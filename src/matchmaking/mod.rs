//! Matchmaking queues and per-match race sessions.
//!
//! Joins land in [`queue::MatchQueues`]; once a list holds enough distinct
//! users the [`factory::MatchFactory`] turns them into a match and spawns a
//! [`actor::SessionActor`] that owns the match until it settles.

pub mod actor;
pub mod factory;
pub mod queue;
pub mod registry;
pub mod scoring;
pub mod session;
pub mod settlement;

#[cfg(test)]
mod actor_tests;

pub use actor::{SessionDeps, SessionEvent, SessionHandle, SettlementTrigger};
pub use factory::{FormationError, FormedMatch, MatchFactory};
pub use queue::{JoinOutcome, MatchQueues, QueueEntry, QueueKey};
pub use registry::{DrainSummary, MatchmakingRegistry};
pub use session::{FinishReport, MatchSession, SessionPhase};

use crate::config::MatchmakingConfig;
use std::time::Duration;

/// Runtime timings and scoring knobs for race sessions.
#[derive(Debug, Clone)]
pub struct RaceSettings {
    pub countdown: Duration,
    pub finalize_grace: Duration,
    pub eviction_grace: Duration,
    pub forfeit_penalty: i64,
    pub event_buffer: usize,
}

impl Default for RaceSettings {
    fn default() -> Self {
        Self::from(&MatchmakingConfig::default())
    }
}

impl From<&MatchmakingConfig> for RaceSettings {
    fn from(config: &MatchmakingConfig) -> Self {
        Self {
            countdown: Duration::from_secs(config.countdown_secs),
            finalize_grace: Duration::from_secs(config.finalize_grace_secs),
            eviction_grace: Duration::from_secs(config.eviction_grace_secs),
            forfeit_penalty: config.forfeit_penalty,
            event_buffer: config.session_event_buffer.max(1),
        }
    }
}
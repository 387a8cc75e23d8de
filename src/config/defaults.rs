//! Default value functions for configuration fields.
//!
//! These back the `#[serde(default = ...)]` attributes used throughout the
//! configuration structs, grouped by section.

use super::logging::LogFormat;

// =============================================================================
// Port & Root Config
// =============================================================================

pub const fn default_port() -> u16 {
    4100
}

// =============================================================================
// Matchmaking Defaults
// =============================================================================

pub const fn default_countdown_secs() -> u64 {
    3
}

/// Extra time after the race duration before an unfinished match is settled.
pub const fn default_finalize_grace_secs() -> u64 {
    5
}

/// How long a settled match stays addressable after its results broadcast.
pub const fn default_eviction_grace_secs() -> u64 {
    10
}

pub const fn default_forfeit_penalty() -> i64 {
    2
}

pub const fn default_session_event_buffer() -> usize {
    256
}

// =============================================================================
// Logging Defaults
// =============================================================================

pub fn default_log_dir() -> String {
    "logs".to_string()
}

pub fn default_log_filename() -> String {
    "typing-arena.log".to_string()
}

pub fn default_rotation() -> String {
    "daily".to_string()
}

pub const fn default_enable_file_logging() -> bool {
    false
}

pub const fn default_log_format() -> LogFormat {
    LogFormat::Json
}

// =============================================================================
// Security Defaults
// =============================================================================

pub fn default_cors_origins() -> String {
    "*".to_string()
}

pub const fn default_max_message_size() -> usize {
    16_384 // 16KB
}

pub const fn default_max_connections_per_ip() -> usize {
    10
}

// =============================================================================
// WebSocket Defaults
// =============================================================================

pub const fn default_outbound_queue_capacity() -> usize {
    64
}
//! Logging configuration types.

use super::defaults::{
    default_enable_file_logging, default_log_dir, default_log_filename, default_log_format,
    default_rotation,
};
use serde::{Deserialize, Serialize};
use std::fmt;

/// Logging configuration.
#[derive(Debug, Serialize, Deserialize, Clone)]
pub struct LoggingConfig {
    /// Directory path for log files
    #[serde(default = "default_log_dir")]
    pub dir: String,
    /// Log file base name
    #[serde(default = "default_log_filename")]
    pub filename: String,
    /// Rotation policy: "daily" (default), "hourly", "minutely" or "never"
    #[serde(default = "default_rotation")]
    pub rotation: String,
    /// Optional tracing level; unrecognised values fall back to `RUST_LOG`/info
    #[serde(default, deserialize_with = "lenient_level")]
    pub level: Option<LogLevel>,
    /// Write a rolling log file in addition to stdout
    #[serde(default = "default_enable_file_logging")]
    pub enable_file_logging: bool,
    /// Format for rendered logs
    #[serde(default = "default_log_format")]
    pub format: LogFormat,
}

impl Default for LoggingConfig {
    fn default() -> Self {
        Self {
            dir: default_log_dir(),
            filename: default_log_filename(),
            rotation: default_rotation(),
            level: None,
            enable_file_logging: default_enable_file_logging(),
            format: default_log_format(),
        }
    }
}

// Env overrides arrive as bare strings; a typo should not discard the whole config.
fn lenient_level<'de, D>(deserializer: D) -> Result<Option<LogLevel>, D::Error>
where
    D: serde::Deserializer<'de>,
{
    let raw = Option::<serde_json::Value>::deserialize(deserializer)?;
    Ok(raw.and_then(|value| {
        let text = value.as_str()?;
        let parsed = LogLevel::parse(text);
        if parsed.is_none() {
            eprintln!("Invalid log level '{text}', using default");
        }
        parsed
    }))
}

/// Log level enum.
#[derive(Debug, Clone, Copy, PartialEq, Eq, Serialize)]
#[serde(rename_all = "lowercase")]
pub enum LogLevel {
    Trace,
    Debug,
    Info,
    Warn,
    Error,
}

impl LogLevel {
    #[must_use]
    pub const fn as_str(&self) -> &'static str {
        match self {
            Self::Trace => "trace",
            Self::Debug => "debug",
            Self::Info => "info",
            Self::Warn => "warn",
            Self::Error => "error",
        }
    }

    /// Parse a level name, accepting the common aliases `warning` and `err`.
    #[must_use]
    pub fn parse(raw: &str) -> Option<Self> {
        match raw.trim().to_ascii_lowercase().as_str() {
            "trace" => Some(Self::Trace),
            "debug" => Some(Self::Debug),
            "info" => Some(Self::Info),
            "warn" | "warning" => Some(Self::Warn),
            "error" | "err" => Some(Self::Error),
            _ => None,
        }
    }
}

impl<'de> Deserialize<'de> for LogLevel {
    fn deserialize<D>(deserializer: D) -> Result<Self, D::Error>
    where
        D: serde::Deserializer<'de>,
    {
        let raw = String::deserialize(deserializer)?;
        Self::parse(&raw).ok_or_else(|| {
            serde::de::Error::custom(format!(
                "invalid log level '{raw}', expected one of: trace, debug, info, warn, error"
            ))
        })
    }
}

impl fmt::Display for LogLevel {
    fn fmt(&self, f: &mut fmt::Formatter<'_>) -> fmt::Result {
        f.write_str(self.as_str())
    }
}

/// Log format enum.
#[derive(Debug, Clone, Copy, PartialEq, Eq, Serialize, Deserialize, Default)]
#[serde(rename_all = "lowercase")]
pub enum LogFormat {
    #[default]
    Json,
    Text,
}
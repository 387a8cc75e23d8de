//! JSON seed documents for the in-memory store.
//!
//! ```json
//! {
//!   "users": [{"id": "…", "name": "Admin", "role": "ADMIN"}],
//!   "texts": [{"title": "Easy Warmup 1", "difficulty": "EASY", "timeLimit": 60,
//!              "text": "…", "createdBy": "…"}]
//! }
//! ```

use super::{InMemoryRaceStore, RaceText, UserProfile, UserRole};
use crate::protocol::{Difficulty, Tier, UserId};
use anyhow::{Context, Result};
use serde::Deserialize;
use std::collections::HashSet;
use std::path::Path;
use uuid::Uuid;

#[derive(Debug, Deserialize)]
#[serde(rename_all = "camelCase")]
pub struct SeedDocument {
    #[serde(default)]
    pub users: Vec<SeedUser>,
    #[serde(default)]
    pub texts: Vec<SeedText>,
}

#[derive(Debug, Deserialize)]
#[serde(rename_all = "camelCase")]
pub struct SeedUser {
    pub id: UserId,
    pub name: String,
    #[serde(default)]
    pub role: UserRole,
    #[serde(default)]
    pub tournament_points: i64,
}

#[derive(Debug, Deserialize)]
#[serde(rename_all = "camelCase")]
pub struct SeedText {
    #[serde(default)]
    pub id: Option<Uuid>,
    pub title: String,
    pub difficulty: Difficulty,
    pub text: String,
    pub time_limit: u32,
    #[serde(default = "default_active")]
    pub is_active: bool,
    pub created_by: UserId,
}

const fn default_active() -> bool {
    true
}

#[derive(Debug, Clone, Copy, PartialEq, Eq)]
pub struct SeedSummary {
    pub users: usize,
    pub texts: usize,
}

pub fn load_seed_file(path: &Path) -> Result<SeedDocument> {
    let raw = std::fs::read_to_string(path)
        .with_context(|| format!("reading seed file {}", path.display()))?;
    serde_json::from_str(&raw).with_context(|| format!("parsing seed file {}", path.display()))
}

/// Insert every user and text from the document. Texts must name a seeded author
/// and carry a positive time limit.
pub async fn apply_seed(store: &InMemoryRaceStore, document: SeedDocument) -> Result<SeedSummary> {
    let known_users: HashSet<UserId> = document.users.iter().map(|u| u.id).collect();

    for text in &document.texts {
        if !known_users.contains(&text.created_by) {
            anyhow::bail!(
                "seed text '{}' references unknown author {}",
                text.title,
                text.created_by
            );
        }
        if text.time_limit == 0 {
            anyhow::bail!("seed text '{}' must have a positive timeLimit", text.title);
        }
    }

    let summary = SeedSummary {
        users: document.users.len(),
        texts: document.texts.len(),
    };

    for user in document.users {
        let mut profile = UserProfile::new(user.id, user.name, user.role);
        profile.tournament_points = user.tournament_points.max(0);
        profile.tier = Tier::from_points(profile.tournament_points);
        store.insert_user(profile).await;
    }

    for text in document.texts {
        store
            .insert_race_text(RaceText {
                id: text.id.unwrap_or_else(Uuid::new_v4),
                title: text.title,
                difficulty: text.difficulty,
                text: text.text,
                time_limit: text.time_limit,
                is_active: text.is_active,
                created_by: text.created_by,
            })
            .await;
    }

    Ok(summary)
}
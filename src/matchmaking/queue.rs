use crate::protocol::{ConnectionId, Difficulty, UserId};
use std::collections::{HashMap, HashSet, VecDeque};

/// Queues are keyed by difficulty and target player count.
#[derive(Debug, Clone, Copy, PartialEq, Eq, Hash)]
pub struct QueueKey {
    pub difficulty: Difficulty,
    pub player_limit: u8,
}

#[derive(Debug, Clone, PartialEq, Eq)]
pub struct QueueEntry {
    pub connection_id: ConnectionId,
    pub user_id: UserId,
    pub display_name: String,
}

#[derive(Debug, Clone, Copy, PartialEq, Eq)]
pub struct JoinOutcome {
    pub key: QueueKey,
    pub queued_players: usize,
    /// One-based; equals the depth right after appending
    pub queue_position: usize,
}

/// Waiting lists for every (difficulty, player limit) pair.
///
/// A user holds at most one entry across all lists. Not synchronized; the
/// registry wraps it in a mutex.
#[derive(Debug, Default)]
pub struct MatchQueues {
    lists: HashMap<QueueKey, VecDeque<QueueEntry>>,
}

impl MatchQueues {
    pub fn new() -> Self {
        Self::default()
    }

    /// Admit an entry at the back of its list, replacing any earlier entry
    /// for the same connection or user.
    pub fn join(&mut self, key: QueueKey, entry: QueueEntry) -> JoinOutcome {
        let (connection_id, user_id) = (entry.connection_id, entry.user_id);
        self.retain_all(|e| e.connection_id != connection_id && e.user_id != user_id);

        let list = self.lists.entry(key).or_default();
        list.push_back(entry);
        let depth = list.len();
        JoinOutcome {
            key,
            queued_players: depth,
            queue_position: depth,
        }
    }

    /// Remove every entry held by the connection. Returns how many were removed.
    pub fn leave(&mut self, connection_id: &ConnectionId) -> usize {
        self.retain_all(|e| e.connection_id != *connection_id)
    }

    /// Remove every entry held by the user. Returns how many were removed.
    pub fn leave_user(&mut self, user_id: &UserId) -> usize {
        self.retain_all(|e| e.user_id != *user_id)
    }

    /// Pop `player_limit` distinct users from the front of a list.
    ///
    /// Entries whose user was already selected are discarded, and any later
    /// entries for selected users are stripped from the list. If the list runs
    /// dry before quorum the selected entries return to the front in their
    /// original order and `None` is returned.
    pub fn drain_quorum(&mut self, key: QueueKey) -> Option<Vec<QueueEntry>> {
        let target = usize::from(key.player_limit);
        let list = self.lists.get_mut(&key)?;
        if list.len() < target {
            return None;
        }

        let mut selected: Vec<QueueEntry> = Vec::with_capacity(target);
        let mut seen: HashSet<UserId> = HashSet::with_capacity(target);
        while selected.len() < target {
            let Some(entry) = list.pop_front() else {
                break;
            };
            if seen.insert(entry.user_id) {
                selected.push(entry);
            }
        }

        if selected.len() < target {
            for entry in selected.into_iter().rev() {
                list.push_front(entry);
            }
            return None;
        }

        list.retain(|e| !seen.contains(&e.user_id));
        if list.is_empty() {
            self.lists.remove(&key);
        }
        Some(selected)
    }

    pub fn depth(&self, key: &QueueKey) -> usize {
        self.lists.get(key).map_or(0, VecDeque::len)
    }

    pub fn total_entries(&self) -> usize {
        self.lists.values().map(VecDeque::len).sum()
    }

    pub fn contains_user(&self, user_id: &UserId) -> bool {
        self.lists
            .values()
            .any(|list| list.iter().any(|e| e.user_id == *user_id))
    }

    /// Key of the list currently holding this connection, if any.
    pub fn key_for_connection(&self, connection_id: &ConnectionId) -> Option<QueueKey> {
        self.lists.iter().find_map(|(key, list)| {
            list.iter()
                .any(|e| e.connection_id == *connection_id)
                .then_some(*key)
        })
    }

    pub fn clear(&mut self) -> usize {
        let removed = self.total_entries();
        self.lists.clear();
        removed
    }

    fn retain_all(&mut self, mut keep: impl FnMut(&QueueEntry) -> bool) -> usize {
        let mut removed = 0;
        self.lists.retain(|_, list| {
            let before = list.len();
            list.retain(|e| keep(e));
            removed += before - list.len();
            !list.is_empty()
        });
        removed
    }
}
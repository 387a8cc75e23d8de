/// Points per finishing place, indexed by how many non-forfeited players took part.
const SCORE_TABLE: [&[i64]; 4] = [&[10], &[10, 5], &[10, 6, 3], &[10, 6, 3, 1]];

/// Points awarded for a one-based `place` among `active_players` non-forfeiters.
///
/// Counts outside the table use the single-player row; places past the end
/// of a row earn nothing.
#[must_use]
pub fn points_for_place(active_players: usize, place: usize) -> i64 {
    let row = active_players
        .checked_sub(1)
        .and_then(|index| SCORE_TABLE.get(index))
        .copied()
        .unwrap_or(SCORE_TABLE[0]);
    place
        .checked_sub(1)
        .and_then(|index| row.get(index))
        .copied()
        .unwrap_or(0)
}

#[cfg(test)]
mod tests {
    use super::*;

    #[test]
    fn table_rows() {
        assert_eq!(points_for_place(1, 1), 10);
        assert_eq!(points_for_place(2, 2), 5);
        assert_eq!(points_for_place(3, 3), 3);
        assert_eq!(
            (1..=4).map(|p| points_for_place(4, p)).collect::<Vec<_>>(),
            vec![10, 6, 3, 1]
        );
    }

    #[test]
    fn out_of_table_counts_fall_back_to_single_row() {
        assert_eq!(points_for_place(0, 1), 10);
        assert_eq!(points_for_place(7, 1), 10);
        assert_eq!(points_for_place(7, 2), 0);
    }

    #[test]
    fn places_beyond_row_earn_nothing() {
        assert_eq!(points_for_place(2, 3), 0);
        assert_eq!(points_for_place(4, 0), 0);
    }
}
-*-
Sift through the material above and copy each line that holds "protocol".

**WORKED SOLUTION:**
use crate::protocol::{Difficulty, Tier, UserId};
use crate::protocol::{ConnectionId, Difficulty, UserId};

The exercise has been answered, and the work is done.